(What you need to do): The response should contain only those lines of the entries below that include the string "when".

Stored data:
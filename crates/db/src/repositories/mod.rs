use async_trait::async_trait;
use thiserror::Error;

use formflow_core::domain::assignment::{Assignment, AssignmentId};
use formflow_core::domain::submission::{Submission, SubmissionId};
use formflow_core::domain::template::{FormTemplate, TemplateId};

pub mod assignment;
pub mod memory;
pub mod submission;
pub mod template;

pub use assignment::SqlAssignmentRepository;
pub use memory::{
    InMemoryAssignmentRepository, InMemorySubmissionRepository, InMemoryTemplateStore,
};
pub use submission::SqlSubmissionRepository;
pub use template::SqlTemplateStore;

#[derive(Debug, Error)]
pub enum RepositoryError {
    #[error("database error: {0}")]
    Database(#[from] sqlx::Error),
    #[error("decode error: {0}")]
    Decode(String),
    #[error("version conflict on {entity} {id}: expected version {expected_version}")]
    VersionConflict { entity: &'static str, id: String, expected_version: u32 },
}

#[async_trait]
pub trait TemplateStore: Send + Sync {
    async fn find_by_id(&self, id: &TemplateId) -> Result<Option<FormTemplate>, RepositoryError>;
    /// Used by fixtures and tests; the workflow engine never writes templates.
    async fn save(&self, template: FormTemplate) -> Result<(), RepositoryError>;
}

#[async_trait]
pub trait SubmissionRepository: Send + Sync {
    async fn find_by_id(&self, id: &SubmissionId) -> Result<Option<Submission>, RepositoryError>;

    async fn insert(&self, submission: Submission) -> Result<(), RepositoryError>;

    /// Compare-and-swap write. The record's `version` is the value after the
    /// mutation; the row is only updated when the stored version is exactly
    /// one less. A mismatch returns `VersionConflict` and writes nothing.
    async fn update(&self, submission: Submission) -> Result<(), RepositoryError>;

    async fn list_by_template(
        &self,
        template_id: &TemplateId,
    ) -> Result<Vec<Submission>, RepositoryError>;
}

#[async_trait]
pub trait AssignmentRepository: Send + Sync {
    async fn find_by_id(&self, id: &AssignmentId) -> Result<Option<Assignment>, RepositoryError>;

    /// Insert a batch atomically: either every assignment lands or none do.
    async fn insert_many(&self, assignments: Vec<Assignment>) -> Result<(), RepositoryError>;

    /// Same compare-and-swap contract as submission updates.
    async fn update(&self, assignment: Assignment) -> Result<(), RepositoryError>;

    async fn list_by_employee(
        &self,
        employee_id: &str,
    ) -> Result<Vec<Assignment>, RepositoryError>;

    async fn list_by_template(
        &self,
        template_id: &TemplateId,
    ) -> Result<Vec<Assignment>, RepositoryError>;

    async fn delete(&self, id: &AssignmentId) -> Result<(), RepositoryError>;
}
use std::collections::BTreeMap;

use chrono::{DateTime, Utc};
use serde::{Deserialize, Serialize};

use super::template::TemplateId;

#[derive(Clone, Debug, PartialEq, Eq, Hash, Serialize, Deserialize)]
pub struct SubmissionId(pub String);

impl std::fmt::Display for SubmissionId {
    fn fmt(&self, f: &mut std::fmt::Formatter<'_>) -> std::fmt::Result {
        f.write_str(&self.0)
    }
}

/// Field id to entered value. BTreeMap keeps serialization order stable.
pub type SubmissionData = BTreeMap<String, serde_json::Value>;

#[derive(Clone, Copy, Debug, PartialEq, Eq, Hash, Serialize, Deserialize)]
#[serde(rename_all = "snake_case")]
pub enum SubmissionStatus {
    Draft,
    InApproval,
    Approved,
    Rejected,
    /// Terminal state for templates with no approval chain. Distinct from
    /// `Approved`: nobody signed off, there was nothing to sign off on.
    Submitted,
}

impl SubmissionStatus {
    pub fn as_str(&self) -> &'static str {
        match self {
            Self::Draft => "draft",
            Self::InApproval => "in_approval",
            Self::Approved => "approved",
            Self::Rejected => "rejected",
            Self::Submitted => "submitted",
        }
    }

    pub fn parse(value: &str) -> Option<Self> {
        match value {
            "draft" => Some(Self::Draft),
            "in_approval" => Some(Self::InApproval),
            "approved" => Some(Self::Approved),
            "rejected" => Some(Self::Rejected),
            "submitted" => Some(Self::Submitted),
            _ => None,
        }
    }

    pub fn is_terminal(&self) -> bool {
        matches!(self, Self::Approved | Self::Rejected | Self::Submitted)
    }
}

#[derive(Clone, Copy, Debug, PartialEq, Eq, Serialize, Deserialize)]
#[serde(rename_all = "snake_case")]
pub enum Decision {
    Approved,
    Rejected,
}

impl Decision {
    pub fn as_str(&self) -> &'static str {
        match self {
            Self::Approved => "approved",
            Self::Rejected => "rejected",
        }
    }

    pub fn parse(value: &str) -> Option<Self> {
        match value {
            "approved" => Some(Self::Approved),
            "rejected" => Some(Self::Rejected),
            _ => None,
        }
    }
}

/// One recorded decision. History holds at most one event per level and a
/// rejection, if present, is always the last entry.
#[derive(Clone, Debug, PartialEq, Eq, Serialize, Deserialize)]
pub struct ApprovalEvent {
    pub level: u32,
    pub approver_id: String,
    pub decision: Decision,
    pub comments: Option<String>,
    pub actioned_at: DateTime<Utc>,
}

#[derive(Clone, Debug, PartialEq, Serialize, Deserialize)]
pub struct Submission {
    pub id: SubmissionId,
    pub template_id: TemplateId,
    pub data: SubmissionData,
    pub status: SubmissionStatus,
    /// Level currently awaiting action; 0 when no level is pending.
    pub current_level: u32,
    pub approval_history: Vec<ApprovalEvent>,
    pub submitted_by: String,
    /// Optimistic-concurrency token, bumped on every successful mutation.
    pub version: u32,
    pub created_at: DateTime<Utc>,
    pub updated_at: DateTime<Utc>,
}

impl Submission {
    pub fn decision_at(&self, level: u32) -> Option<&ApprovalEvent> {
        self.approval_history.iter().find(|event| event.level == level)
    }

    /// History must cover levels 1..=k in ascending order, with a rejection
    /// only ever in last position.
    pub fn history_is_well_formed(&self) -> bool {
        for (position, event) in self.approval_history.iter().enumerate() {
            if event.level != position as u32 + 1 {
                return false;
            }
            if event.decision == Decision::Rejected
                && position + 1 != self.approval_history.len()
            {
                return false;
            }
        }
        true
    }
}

(Solution for this task):
    /// mutation; the row is only updated when the stored version is exactly
    /// Level currently awaiting action; 0 when no level is pending.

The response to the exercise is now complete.